En ese momento volvieron a oírse disparos desde un lado y tres cosacos salieron a toda carrera hacia nosotros: dos jóvenes de mejillas marcadas y uno barbado. Nos encontramos y detuvimos a los caballos. — "¿Qué pasa ahí?" — pregunté al barbado. — "Exploradores a pie, unos cincuenta. ¿Y ustedes?" — "Ocho a caballo." Se miró conmigo y nos entendimos. Guardamos silencio unos segundos. — "¡Pues vámonos!" — dijo de repente, como a regañadientes, pero con los ojos brillando. Los jóvenes de mejillas marcadas, que lo miraban con preocupación, movieron la cabeza y enseguida comenzaron a torcer los caballos. Apenas subimos a la colina que acabábamos de dejar vimos al enemigo bajando de la colina contraria. Mi oído fue herido por un chillido o silbido, que recordaba a una bocina de motor y al siseo de una serpiente grande, delante de mí aparecieron las espaldas de cosacos que se lanzaban y yo mismo solté las riendas, azoté con espuelas y, con un esfuerzo supremo, recordé que debía desenvainar la shashka. Debíamos parecer muy decididos porque los alemanes sin vacilar huyeron. Galopaban con furia y la distancia entre nosotros casi no disminuyó. Entonces el cosaco barbado guardó la shashka en la vaina, levantó el rifle, disparó, falló, disparó otra vez, y uno de los alemanes levantó ambas manos, se tambaleó y, como lanzado, salió de la silla. Al minuto ya pasábamos a su lado.

Pero todo tiene fin. Los alemanes giraron bruscamente a la izquierda y comenzaron a llover balas hacia nosotros. Chocamos contra una cadena enemiga. Sin embargo, los cosacos no giraron hasta atrapar un caballo que corría sin control, del alemán muerto. Lo perseguían sin prestar atención a las balas, como si estuvieran en su propia estepa natal. — "Le servirá a Baturin, — decían, — ayer le mataron un buen caballo". Nos separamos al borde del bosque, dándonos la mano amigablemente.

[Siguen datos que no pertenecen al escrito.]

//! Error types for the Term freshness engine.
//!
//! Per-node failures (a query that errors, a table with no qualifying rows) are
//! never surfaced through this type: the runner folds them into a
//! `"runtime error"` result. `FreshnessError` is reserved for configuration
//! problems and for failures that make a whole run impossible.

use thiserror::Error;

/// The main error type for the freshness engine.
#[derive(Error, Debug)]
pub enum FreshnessError {
    /// Freshness criteria for a node are malformed.
    #[error("Invalid freshness criteria for '{node}': {message}")]
    InvalidCriteria {
        /// Unique id of the node whose criteria were rejected
        node: String,
        /// Detailed error message
        message: String,
    },

    /// The query collaborator failed for a node.
    #[error("Query failed for '{node}': {message}")]
    Query {
        /// Unique id of the node being queried
        node: String,
        /// Detailed error message
        message: String,
        /// Optional underlying error
        #[source]
        source: Option<Box<dyn std::error::Error + Send + Sync>>,
    },

    /// Error from DataFusion operations.
    #[error("DataFusion error: {0}")]
    DataFusion(#[from] datafusion::error::DataFusionError),

    /// Error from Arrow operations.
    #[error("Arrow error: {0}")]
    Arrow(#[from] datafusion::arrow::error::ArrowError),

    /// Error from I/O operations.
    #[error("IO error: {0}")]
    Io(#[from] std::io::Error),

    /// Error related to configuration.
    #[error("Configuration error: {0}")]
    Configuration(String),

    /// Error from serialization/deserialization operations.
    #[error("Serialization error: {0}")]
    Serialization(String),

    /// Node selection could not be resolved.
    #[error("Selection error: {0}")]
    Selection(String),

    /// Error when an operation is not supported.
    #[error("Operation not supported: {0}")]
    NotSupported(String),

    /// The run was stopped before every node was evaluated.
    #[error("Freshness run cancelled after {completed} of {total} nodes")]
    Cancelled { completed: usize, total: usize },

    /// Generic internal error for unexpected conditions.
    #[error("Internal error: {0}")]
    Internal(String),
}

/// A type alias for `Result<T, FreshnessError>`.
pub type Result<T> = std::result::Result<T, FreshnessError>;

impl FreshnessError {
    /// Creates a new invalid criteria error for the given node.
    pub fn invalid_criteria(node: impl Into<String>, message: impl Into<String>) -> Self {
        Self::InvalidCriteria {
            node: node.into(),
            message: message.into(),
        }
    }

    /// Creates a new query error.
    pub fn query(node: impl Into<String>, message: impl Into<String>) -> Self {
        Self::Query {
            node: node.into(),
            message: message.into(),
            source: None,
        }
    }

    /// Creates a new query error with a source error.
    pub fn query_with_source(
        node: impl Into<String>,
        message: impl Into<String>,
        source: Box<dyn std::error::Error + Send + Sync>,
    ) -> Self {
        Self::Query {
            node: node.into(),
            message: message.into(),
            source: Some(source),
        }
    }

    /// Returns true if this error ended a run early rather than failing it.
    pub fn is_cancellation(&self) -> bool {
        matches!(self, Self::Cancelled { .. })
    }
}

impl From<serde_json::Error> for FreshnessError {
    fn from(err: serde_json::Error) -> Self {
        Self::Serialization(err.to_string())
    }
}

/// Extension trait for adding context to errors.
pub trait ErrorContext<T> {
    /// Adds context to an error.
    fn context(self, msg: &str) -> Result<T>;

    /// Adds context with a lazy message.
    fn with_context<F>(self, f: F) -> Result<T>
    where
        F: FnOnce() -> String;
}

impl<T, E> ErrorContext<T> for std::result::Result<T, E>
where
    E: Into<FreshnessError>,
{
    fn context(self, msg: &str) -> Result<T> {
        self.map_err(|e| match e.into() {
            FreshnessError::Internal(inner) => FreshnessError::Internal(format!("{msg}: {inner}")),
            other => FreshnessError::Internal(format!("{msg}: {other}")),
        })
    }

    fn with_context<F>(self, f: F) -> Result<T>
    where
        F: FnOnce() -> String,
    {
        self.map_err(|e| {
            let msg = f();
            match e.into() {
                FreshnessError::Internal(inner) => {
                    FreshnessError::Internal(format!("{msg}: {inner}"))
                }
                other => FreshnessError::Internal(format!("{msg}: {other}")),
            }
        })
    }
}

Encontré mi cuartel general sólo unas cinco horas después y no en un pueblo, sino en un claro del bosque, sobre tocones bajos y troncos caídos. Ya se había retirado bajo el fuego enemigo.»


«En general, esos casos no son raros: un cosaco me juró que jugó al veintiuno con los alemanes. Estaba solo en el pueblo cuando entró un fuerte destacamento enemigo. Era tarde para huir. Rápidamente desmontó a su caballo, escondió la silla en la paja, se puso sobre sí un zípun tomado del dueño, y los alemanes que entraron lo encontraron afanado moliendo el grano en el granero. En su patio quedó un puesto de tres hombres. Al cosaco le dio curiosidad mirar más de cerca a los alemanes. Entró en la choza y los encontró jugando a las cartas. Se unió al juego y en una hora ganó unos diez rublos. Luego, cuando quitaron el puesto y se fue el destacamento, volvió con los suyos. Le pregunté qué le parecieron los alemanes. "Nada, — dijo, — sólo que juegan mal, gritan, se insultan, todo pensando en cómo hacer trampa. Cuando gané, quisieron pegarme, pero no me dejaron." Cómo no se dejó, no llegué a saber: ambos teníamos prisa.»